*What you should do*: Extract from the entries below, exactly as given, only the lines from the line containing "let v_match = result.recovered_v.as_ref()" to the line containing "fn run_benchmark_mode(config: &CliConfig)", both lines included.

*Data provided*:

//! cm-factor CLI: construct and factor CM-structured semiprimes.
//!
//! Modes:
//!   --mode=demo --d=11 --v-bits=16        Construct an instance, then factor it (default)
//!   --mode=construct --d=11 --v-bits=20   Print a fresh instance with its secrets
//!   --mode=factor --n=<N> --d=11          Factor a given n
//!   --mode=benchmark --d=11               Sweep bit sizes and save cm_benchmark.json
//!
//! Options:
//!   --d=<N>          Discriminant, must be 3 mod 8 (default: 11)
//!   --n=<N>          Number to factor (factor mode)
//!   --v-bits=<N>     Bit size of the secret V (default: 16)
//!   --q-bits=<N>     Bit size of the companion prime q (default: 24)
//!   --seed=<N>       Seed the RNG for reproducible runs

use std::time::Instant;

use num_bigint::BigUint;
use rand::rngs::StdRng;
use rand::SeedableRng;
use serde::Serialize;

use cm_factor::{
    construct_cm_instance, factor_cm_semiprime_with, CmInstance, FactorBudget,
};

/// CLI configuration parsed from command-line arguments.
struct CliConfig {
    mode: Mode,
    d: BigUint,
    n: Option<BigUint>,
    v_bits: u64,
    q_bits: u64,
    seed: Option<u64>,
}

#[derive(Debug, Clone, PartialEq)]
enum Mode {
    Construct,
    Factor,
    Demo,
    Benchmark,
}

/// One benchmark sweep entry.
#[derive(Serialize)]
struct BenchmarkRecord {
    v_bits: u64,
    q_bits: u64,
    n_bits: u64,
    n: String,
    method: String,
    success: bool,
    recovered_v: bool,
    construct_secs: f64,
    factor_secs: f64,
}

fn parse_args() -> CliConfig {
    let args: Vec<String> = std::env::args().collect();

    let mode = if args.iter().any(|a| a.contains("benchmark")) {
        Mode::Benchmark
    } else if args.iter().any(|a| a.contains("construct")) {
        Mode::Construct
    } else if args.iter().any(|a| a.contains("--mode=factor")) {
        Mode::Factor
    } else {
        Mode::Demo
    };

    let d = args
        .iter()
        .find(|a| a.starts_with("--d="))
        .and_then(|a| a.strip_prefix("--d=")?.parse::<BigUint>().ok())
        .unwrap_or_else(|| BigUint::from(11u32));

    let n = args
        .iter()
        .find(|a| a.starts_with("--n="))
        .and_then(|a| a.strip_prefix("--n=")?.parse::<BigUint>().ok());

    let v_bits = args
        .iter()
        .find(|a| a.starts_with("--v-bits="))
        .and_then(|a| a.strip_prefix("--v-bits=")?.parse::<u64>().ok())
        .unwrap_or(16);

    let q_bits = args
        .iter()
        .find(|a| a.starts_with("--q-bits="))
        .and_then(|a| a.strip_prefix("--q-bits=")?.parse::<u64>().ok())
        .unwrap_or(24);

    let seed = args
        .iter()
        .find(|a| a.starts_with("--seed="))
        .and_then(|a| a.strip_prefix("--seed=")?.parse::<u64>().ok());

    CliConfig {
        mode,
        d,
        n,
        v_bits,
        q_bits,
        seed,
    }
}

fn make_rng(config: &CliConfig) -> StdRng {
    match config.seed {
        Some(seed) => StdRng::seed_from_u64(seed),
        None => StdRng::from_entropy(),
    }
}

fn main() {
    env_logger::init();

    let config = parse_args();

    println!("========================================");
    println!("  cm-factor: CM Semiprime Engine");
    println!("========================================");
    println!();

    match config.mode {
        Mode::Construct => run_construct_mode(&config),
        Mode::Factor => run_factor_mode(&config),
        Mode::Demo => run_demo_mode(&config),
        Mode::Benchmark => run_benchmark_mode(&config),
    }

    println!();
    println!("========================================");
    println!("  Done.");
    println!("========================================");
}

fn construct_or_exit(config: &CliConfig, rng: &mut StdRng) -> CmInstance {
    match construct_cm_instance(&config.d, config.v_bits, config.q_bits, rng) {
        Ok(inst) => inst,
        Err(e) => {
            eprintln!("Error: {}", e);
            eprintln!("Try a discriminant that is 3 mod 8 (e.g. 3, 11, 19, 43, 67, 163).");
            std::process::exit(1);
        }
    }
}

/// Construct an instance and print it, secrets included.
fn run_construct_mode(config: &CliConfig) {
    println!("--- Construct Mode ---");
    println!("  D = {}, V: {} bits, q: {} bits", config.d, config.v_bits, config.q_bits);
    println!();

    let mut rng = make_rng(config);
    let start = Instant::now();
    let inst = construct_or_exit(config, &mut rng);
    let elapsed = start.elapsed();

    println!("  n = {} ({} bits)", inst.n, inst.n.bits());
    println!("  p = {}", inst.p);
    println!("  q = {}", inst.q);
    println!("  V = {}", inst.v);
    println!();
    println!("Constructed in {:.3}s", elapsed.as_secs_f64());
}

/// Factor a caller-supplied n.
fn run_factor_mode(config: &CliConfig) {
    println!("--- Factor Mode ---");

    let n = match &config.n {
        Some(n) => n.clone(),
        None => {
            eprintln!("Error: factor mode needs --n=<number>");
            std::process::exit(1);
        }
    };
    println!("  n = {} ({} bits), D = {}", n, n.bits(), config.d);
    println!();

    let mut rng = make_rng(config);
    match factor_cm_semiprime_with(&n, &config.d, &FactorBudget::default(), &mut rng) {
        Ok(result) => {
            println!("  {} = {} * {}", result.n, result.factor_a, result.factor_b);
            match &result.recovered_v {
                Some(v) => println!("  Recovered V = {}", v),
                None => println!("  No CM structure recovered for either factor."),
            }
            println!("  Method: {}", result.method);
            println!("  Time:   {:.3}s", result.duration.as_secs_f64());
        }
        Err(e) => {
            eprintln!("Error: {}", e);
            std::process::exit(1);
        }
    }
}

/// Construct an instance, forget the secrets, factor it back, and check.
fn run_demo_mode(config: &CliConfig) {
    println!("--- Demo Mode ---");
    println!("  D = {}, V: {} bits, q: {} bits", config.d, config.v_bits, config.q_bits);
    println!();

    let mut rng = make_rng(config);
    let inst = construct_or_exit(config, &mut rng);

    println!("Step 1: Constructed instance");
    println!("  n = {} ({} bits)", inst.n, inst.n.bits());
    println!("  (secret: p = {}, q = {}, V = {})", inst.p, inst.q, inst.v);
    println!();

    println!("Step 2: Factoring from (n, D) alone...");
    let result = match factor_cm_semiprime_with(&inst.n, &inst.d, &FactorBudget::default(), &mut rng)
    {
        Ok(result) => result,
        Err(e) => {
            eprintln!("Error: {}", e);
            std::process::exit(1);
        }
    };

    println!("  {} = {} * {}", result.n, result.factor_a, result.factor_b);
    println!("  Method: {}", result.method);
    println!("  Time:   {:.3}s", result.duration.as_secs_f64());
    println!();

    let factors_match = (result.factor_a == inst.p && result.factor_b == inst.q)
        || (result.factor_a == inst.q && result.factor_b == inst.p);
    let v_match = result.recovered_v.as_ref() == Some(&inst.v);

    println!("Step 3: Verification");
    println!("  Factors match: {}", if factors_match { "YES" } else { "NO" });
    println!(
        "  V recovered:   {}",
        match &result.recovered_v {
            Some(v) if v_match => format!("YES ({})", v),
            Some(v) => format!("DIFFERENT ({} vs secret {})", v, inst.v),
            None => "NO".to_string(),
        }
    );
}

/// Sweep (v_bits, q_bits) pairs, report a summary table, save JSON.
fn run_benchmark_mode(config: &CliConfig) {
    println!("--- Benchmark Mode ---");
    println!("  D = {}", config.d);
    println!();

    let sweep: [(u64, u64); 4] = [(16, 16), (20, 20), (24, 24), (28, 28)];
    let mut rng = make_rng(config);
    let mut records = Vec::new();

    for (v_bits, q_bits) in sweep {
        let params = CliConfig {
            mode: Mode::Benchmark,
            d: config.d.clone(),
            n: None,
            v_bits,
            q_bits,
            seed: config.seed,
        };

        let t0 = Instant::now();
        let inst = construct_or_exit(&params, &mut rng);
        let construct_secs = t0.elapsed().as_secs_f64();

        let t1 = Instant::now();
        let outcome =
            factor_cm_semiprime_with(&inst.n, &inst.d, &FactorBudget::default(), &mut rng);
        let factor_secs = t1.elapsed().as_secs_f64();

        let (method, success, recovered_v) = match &outcome {
            Ok(result) => (
                result.method.to_string(),
                true,
                result.recovered_v.as_ref() == Some(&inst.v),
            ),
            Err(_) => ("-".to_string(), false, false),
        };

        println!(
            "  V {:>2} bits, q {:>2} bits | n {:>3} bits | {:<22} | V recovered: {}",
            v_bits,
            q_bits,
            inst.n.bits(),
            method,
            if recovered_v { "yes" } else { "no" },
        );

        records.push(BenchmarkRecord {
            v_bits,
            q_bits,
            n_bits: inst.n.bits(),
            n: inst.n.to_string(),
            method,
            success,
            recovered_v,
            construct_secs,
            factor_secs,
        });
    }

    println!();
    println!("Benchmark Summary:");
    println!(
        "  {:>6} | {:>6} | {:>6} | {:>12} | {:>12}",
        "V bits", "q bits", "n bits", "construct(s)", "factor(s)"
    );
    println!("  {}", "-".repeat(56));
    for r in &records {
        println!(
            "  {:>6} | {:>6} | {:>6} | {:>12.4} | {:>12.4}",
            r.v_bits, r.q_bits, r.n_bits, r.construct_secs, r.factor_secs
        );
    }

    save_json("cm_benchmark.json", &records);
    println!();
    println!("Results saved: cm_benchmark.json");
}

/// Save a serializable value as JSON.
fn save_json<T: Serialize>(path: &str, data: &T) {
    match serde_json::to_string_pretty(data) {
        Ok(json) => {
            if let Err(e) = std::fs::write(path, &json) {
                eprintln!("  Warning: failed to write {}: {}", path, e);
            }
        }
        Err(e) => {
            eprintln!("  Warning: failed to serialize {}: {}", path, e);
        }
    }
}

*Finished exercise*:
    let v_match = result.recovered_v.as_ref() == Some(&inst.v);

    println!("Step 3: Verification");
    println!("  Factors match: {}", if factors_match { "YES" } else { "NO" });
    println!(
        "  V recovered:   {}",
        match &result.recovered_v {
            Some(v) if v_match => format!("YES ({})", v),
            Some(v) => format!("DIFFERENT ({} vs secret {})", v, inst.v),
            None => "NO".to_string(),
        }
    );
}

/// Sweep (v_bits, q_bits) pairs, report a summary table, save JSON.
fn run_benchmark_mode(config: &CliConfig) {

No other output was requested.